The technological revolution in genetics is beginning to yield results for ADHD. Rare copy number variants have been identified that confer risk to ADHD providing the first molecular evidence for risk to the disease. In contrast, genome-wide association studies of single nucleotide polymorphisms (SNPs), to date, have yet to unequivocally identify risk factors that predisposes to ADHD with the most recent meta-analysis totaling 2,064 trios, 896 cases and 2,455 controls. This lack of progress stands in stark contrast to the strong evidence for heritability of ADHD, attention and activity levels from twin and family studies. Among the several possible explanations for this disconnect is that rare SNPs confer risk to ADHD. Given that rare CNVs clearly play a role in the pathophysiology of ADHD, it is not unreasonable to expect that rare SNPs of large effect may also exist. We are proposing the first study to comprehensively define the role of rare SNPs drawn from the coding region of genes in the etiology of the disorder. We will do so by using the newly developed exome chip, an innovative, cost-effective technology that will allow us to assay approximately 200,000 rare SNPs found in the coding region of the human genome. This exome chip assay should capture nearly all SNPs at an allele frequency threshold of 0.1% in European populations and captures an estimated 80% of the variants with an allele frequency of 0.02%.
Our specific aims are:
Aim 1 : Assay Rare Variation in 1,800 ADHD Trios. We will generate exome chip data on a total of 1,800 ADHD trio families to identify rare functional inherited variation that predisposes to ADHD. We will assay approximately 200,000 rare SNP mutations in the exome.
Aim 2 : Comprehensively Analyze the Identified Rare Variation. Upon completion of the genotyping assays, we will perform single-locus and regional association analysis of the exome chip data. We will then extend these primary analyses by interrogating genes and pathways by leveraging bioinformatics tools to improve the power to detect genes and to more clearly interpret our primary results.
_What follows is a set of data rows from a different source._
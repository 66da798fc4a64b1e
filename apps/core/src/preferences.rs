//! Accessibility and display preferences.
//!
//! A [`PreferenceStore`] owns the in-memory record, the durable storage it is
//! mirrored to, and the presentation surface it is reflected on. Every
//! mutation updates the record, applies it, then saves it, in that order.
//!
//! Storage problems never reach the caller. A failed read yields defaults; a
//! failed write switches the store to in-memory-only mode for the rest of the
//! session.

use std::collections::HashMap;
use std::fs;
use std::io::ErrorKind;
use std::path::{Path, PathBuf};

use serde::{Deserialize, Serialize};

use crate::presentation::{
    PresentationSurface, DYSLEXIC_FONT_CLASS, HIGH_CONTRAST_CLASS, REDUCED_MOTION_CLASS,
};

pub const DEFAULT_PREFERENCES_KEY: &str = "learnhub.preferences";
pub const MIN_FONT_SCALE_PERCENT: u8 = 80;
pub const MAX_FONT_SCALE_PERCENT: u8 = 150;
pub const FONT_SCALE_STEP: u8 = 10;
pub const DEFAULT_FONT_SCALE_PERCENT: u8 = 100;

#[derive(Debug, Clone, Copy, PartialEq, Eq, Serialize, Deserialize)]
#[serde(rename_all = "camelCase")]
pub struct PreferenceRecord {
    pub font_scale_percent: u8,
    pub high_contrast: bool,
    pub reduced_motion: bool,
    pub dyslexic_font: bool,
}

impl Default for PreferenceRecord {
    fn default() -> Self {
        Self {
            font_scale_percent: DEFAULT_FONT_SCALE_PERCENT,
            high_contrast: false,
            reduced_motion: false,
            dyslexic_font: false,
        }
    }
}

impl PreferenceRecord {
    pub fn is_valid(&self) -> bool {
        (MIN_FONT_SCALE_PERCENT..=MAX_FONT_SCALE_PERCENT).contains(&self.font_scale_percent)
            && self.font_scale_percent % FONT_SCALE_STEP == 0
    }

    /// Parses a stored payload. Anything unparsable or off the slider grid is
    /// treated as absent.
    pub fn from_stored(payload: &str) -> Option<Self> {
        serde_json::from_str::<Self>(payload)
            .ok()
            .filter(Self::is_valid)
    }
}

/// Clamps to the slider range and snaps to the nearest step.
pub fn snap_font_scale(value: i32) -> u8 {
    let min = i32::from(MIN_FONT_SCALE_PERCENT);
    let max = i32::from(MAX_FONT_SCALE_PERCENT);
    let step = i32::from(FONT_SCALE_STEP);
    let clamped = value.clamp(min, max);
    let snapped = ((clamped - min + step / 2) / step) * step + min;
    snapped.clamp(min, max) as u8
}

#[derive(Debug, thiserror::Error)]
pub enum StorageError {
    #[error("storage unavailable: {0}")]
    Unavailable(String),
    #[error("storage quota exceeded writing '{key}'")]
    QuotaExceeded { key: String },
    #[error("storage io error at {path}: {source}")]
    Io {
        path: PathBuf,
        source: std::io::Error,
    },
}

/// Durable key/value storage for small serialized records.
pub trait PreferenceStorage {
    fn read(&self, key: &str) -> Result<Option<String>, StorageError>;
    fn write(&mut self, key: &str, value: &str) -> Result<(), StorageError>;
}

impl<T: PreferenceStorage + ?Sized> PreferenceStorage for Box<T> {
    fn read(&self, key: &str) -> Result<Option<String>, StorageError> {
        (**self).read(key)
    }

    fn write(&mut self, key: &str, value: &str) -> Result<(), StorageError> {
        (**self).write(key, value)
    }
}

/// One JSON file per key inside a storage directory.
#[derive(Debug, Clone)]
pub struct FileStorage {
    dir: PathBuf,
}

impl FileStorage {
    pub fn new(dir: impl Into<PathBuf>) -> Self {
        Self { dir: dir.into() }
    }

    pub fn dir(&self) -> &Path {
        &self.dir
    }

    pub fn path_for(&self, key: &str) -> PathBuf {
        let file_stem: String = key
            .chars()
            .map(|c| {
                if c.is_ascii_alphanumeric() || matches!(c, '.' | '-' | '_') {
                    c
                } else {
                    '_'
                }
            })
            .collect();
        self.dir.join(format!("{file_stem}.json"))
    }
}

impl PreferenceStorage for FileStorage {
    fn read(&self, key: &str) -> Result<Option<String>, StorageError> {
        let path = self.path_for(key);
        // Undecodable bytes are a malformed payload, not a storage failure.
        match fs::read(&path) {
            Ok(bytes) => Ok(Some(String::from_utf8_lossy(&bytes).into_owned())),
            Err(error) if error.kind() == ErrorKind::NotFound => Ok(None),
            Err(source) => Err(StorageError::Io { path, source }),
        }
    }

    fn write(&mut self, key: &str, value: &str) -> Result<(), StorageError> {
        let path = self.path_for(key);
        fs::create_dir_all(&self.dir).map_err(|source| StorageError::Io {
            path: self.dir.clone(),
            source,
        })?;

        // Write-then-rename keeps the key atomic for readers.
        let staging = path.with_extension("json.tmp");
        fs::write(&staging, value).map_err(|source| StorageError::Io {
            path: staging.clone(),
            source,
        })?;
        fs::rename(&staging, &path).map_err(|source| StorageError::Io {
            path: path.clone(),
            source,
        })
    }
}

#[derive(Debug, Clone, Copy, PartialEq, Eq)]
enum MemoryMode {
    Available,
    Unavailable,
    Quota(usize),
}

/// Process-local storage. Also stands in for disabled or full browser storage.
#[derive(Debug, Clone)]
pub struct MemoryStorage {
    entries: HashMap<String, String>,
    mode: MemoryMode,
    writes: usize,
}

impl Default for MemoryStorage {
    fn default() -> Self {
        Self {
            entries: HashMap::new(),
            mode: MemoryMode::Available,
            writes: 0,
        }
    }
}

impl MemoryStorage {
    pub fn unavailable() -> Self {
        Self {
            mode: MemoryMode::Unavailable,
            ..Self::default()
        }
    }

    /// Rejects any write whose value is longer than `max_bytes`.
    pub fn with_quota(max_bytes: usize) -> Self {
        Self {
            mode: MemoryMode::Quota(max_bytes),
            ..Self::default()
        }
    }

    pub fn with_entry(mut self, key: &str, value: &str) -> Self {
        self.entries.insert(key.to_string(), value.to_string());
        self
    }

    pub fn get(&self, key: &str) -> Option<&str> {
        self.entries.get(key).map(String::as_str)
    }

    pub fn write_count(&self) -> usize {
        self.writes
    }
}

impl PreferenceStorage for MemoryStorage {
    fn read(&self, key: &str) -> Result<Option<String>, StorageError> {
        if self.mode == MemoryMode::Unavailable {
            return Err(StorageError::Unavailable("storage disabled".to_string()));
        }
        Ok(self.entries.get(key).cloned())
    }

    fn write(&mut self, key: &str, value: &str) -> Result<(), StorageError> {
        match self.mode {
            MemoryMode::Unavailable => {
                return Err(StorageError::Unavailable("storage disabled".to_string()))
            }
            MemoryMode::Quota(max_bytes) if value.len() > max_bytes => {
                return Err(StorageError::QuotaExceeded {
                    key: key.to_string(),
                })
            }
            _ => {}
        }
        self.entries.insert(key.to_string(), value.to_string());
        self.writes += 1;
        Ok(())
    }
}

#[derive(Debug, Clone, Copy, PartialEq, Eq, Serialize, Deserialize)]
#[serde(rename_all = "snake_case")]
pub enum Persistence {
    Durable,
    InMemoryOnly,
}

/// A single user-facing preference change.
#[derive(Debug, Clone, Copy, PartialEq, Eq, Serialize, Deserialize)]
#[serde(tag = "field", content = "value", rename_all = "snake_case")]
pub enum PreferenceChange {
    FontScale(i32),
    IncreaseFontScale,
    DecreaseFontScale,
    ToggleHighContrast,
    ToggleReducedMotion,
    ToggleDyslexicFont,
}

pub struct PreferenceStore<S, P> {
    key: String,
    storage: S,
    surface: P,
    record: PreferenceRecord,
    persistence: Persistence,
}

impl<S, P> PreferenceStore<S, P>
where
    S: PreferenceStorage,
    P: PresentationSurface,
{
    /// Loads the stored record and applies it. Loading never writes.
    pub fn new(key: &str, storage: S, surface: P) -> Self {
        let mut store = Self {
            key: key.to_string(),
            storage,
            surface,
            record: PreferenceRecord::default(),
            persistence: Persistence::Durable,
        };
        let record = store.load();
        store.record = record;
        store.apply(record);
        store
    }

    /// Reads the durable copy, falling back to defaults when it is missing,
    /// malformed or unreadable.
    pub fn load(&mut self) -> PreferenceRecord {
        match self.storage.read(&self.key) {
            Ok(Some(payload)) => PreferenceRecord::from_stored(&payload).unwrap_or_else(|| {
                log::warn!(
                    "event=preferences_load status=malformed key={} action=use_defaults",
                    self.key
                );
                PreferenceRecord::default()
            }),
            Ok(None) => {
                log::debug!("event=preferences_load status=absent key={}", self.key);
                PreferenceRecord::default()
            }
            Err(error) => {
                log::warn!(
                    "event=preferences_load status=storage_error key={} error={} action=in_memory_only",
                    self.key,
                    error
                );
                self.persistence = Persistence::InMemoryOnly;
                PreferenceRecord::default()
            }
        }
    }

    pub fn apply(&mut self, record: PreferenceRecord) {
        self.surface
            .set_text_scale_percent(record.font_scale_percent);
        self.surface
            .set_root_flag(HIGH_CONTRAST_CLASS, record.high_contrast);
        self.surface
            .set_root_flag(REDUCED_MOTION_CLASS, record.reduced_motion);
        self.surface
            .set_root_flag(DYSLEXIC_FONT_CLASS, record.dyslexic_font);
    }

    /// Overwrites the durable copy. Skipped once the session is in-memory-only.
    pub fn save(&mut self, record: &PreferenceRecord) -> Result<(), StorageError> {
        if self.persistence == Persistence::InMemoryOnly {
            return Ok(());
        }
        let payload = serde_json::to_string(record)
            .map_err(|error| StorageError::Unavailable(error.to_string()))?;
        self.storage.write(&self.key, &payload)
    }

    pub fn record(&self) -> PreferenceRecord {
        self.record
    }

    pub fn persistence(&self) -> Persistence {
        self.persistence
    }

    pub fn storage(&self) -> &S {
        &self.storage
    }

    pub fn surface(&self) -> &P {
        &self.surface
    }

    pub fn change(&mut self, change: PreferenceChange) -> PreferenceRecord {
        match change {
            PreferenceChange::FontScale(value) => self.set_font_scale(value),
            PreferenceChange::IncreaseFontScale => self.increase_font_scale(),
            PreferenceChange::DecreaseFontScale => self.decrease_font_scale(),
            PreferenceChange::ToggleHighContrast => self.toggle_high_contrast(),
            PreferenceChange::ToggleReducedMotion => self.toggle_reduced_motion(),
            PreferenceChange::ToggleDyslexicFont => self.toggle_dyslexic_font(),
        }
    }

    pub fn set_font_scale(&mut self, value: i32) -> PreferenceRecord {
        let mut next = self.record;
        next.font_scale_percent = snap_font_scale(value);
        self.commit(next)
    }

    pub fn increase_font_scale(&mut self) -> PreferenceRecord {
        let current = i32::from(self.record.font_scale_percent);
        self.set_font_scale(current + i32::from(FONT_SCALE_STEP))
    }

    pub fn decrease_font_scale(&mut self) -> PreferenceRecord {
        let current = i32::from(self.record.font_scale_percent);
        self.set_font_scale(current - i32::from(FONT_SCALE_STEP))
    }

    pub fn toggle_high_contrast(&mut self) -> PreferenceRecord {
        let mut next = self.record;
        next.high_contrast = !next.high_contrast;
        self.commit(next)
    }

    pub fn toggle_reduced_motion(&mut self) -> PreferenceRecord {
        let mut next = self.record;
        next.reduced_motion = !next.reduced_motion;
        self.commit(next)
    }

    pub fn toggle_dyslexic_font(&mut self) -> PreferenceRecord {
        let mut next = self.record;
        next.dyslexic_font = !next.dyslexic_font;
        self.commit(next)
    }

    pub fn reset(&mut self) -> PreferenceRecord {
        self.commit(PreferenceRecord::default())
    }

    /// Update, apply, save.
    fn commit(&mut self, next: PreferenceRecord) -> PreferenceRecord {
        self.record = next;
        self.apply(next);
        if let Err(error) = self.save(&next) {
            log::warn!(
                "event=preferences_save status=error key={} error={} action=in_memory_only",
                self.key,
                error
            );
            self.persistence = Persistence::InMemoryOnly;
        }
        self.record
    }
}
Aim 3 : Share All Data with the Scientific Community. We are committed to ensuring that all data generated by this application will be deposited in dbGaP and any other database required by NIH regulations. Upon completing this project, we expect to provide the field with a treasure trove of rare DNA variants that can be followed up with functional, biologica assays. This work is significant because ADHD is a common disorder of childhood associated with school failure, psychiatric comorbidity and psychosocial disability in childhood. Most cases persist into adulthood when the disorder is additionally associated with occupational failure, criminality, traffic accidents, substance abuse and increased medical health care utilization. Health economic studies suggest that, in adulthood, the cost of ADHD to society is between $77.5 and $115.9 billion each year. Current treatments are only partially effective, and no preventive treatments exist. New treatment targets are needed to develop better medications for treating ill patients and, perhaps, for preventing the disorder in susceptible people.
We will generate exome chip data on 1,800 ADHD probands and their parents. The exome chip provides the first look at rare variation in the coding regions of genes that is heavily enriched for potential biological function. We will comprehensively analyze this data at a single locus, gene, and biological pathway level. This experiment promises to quantify the impact of rare mutations on ADHD.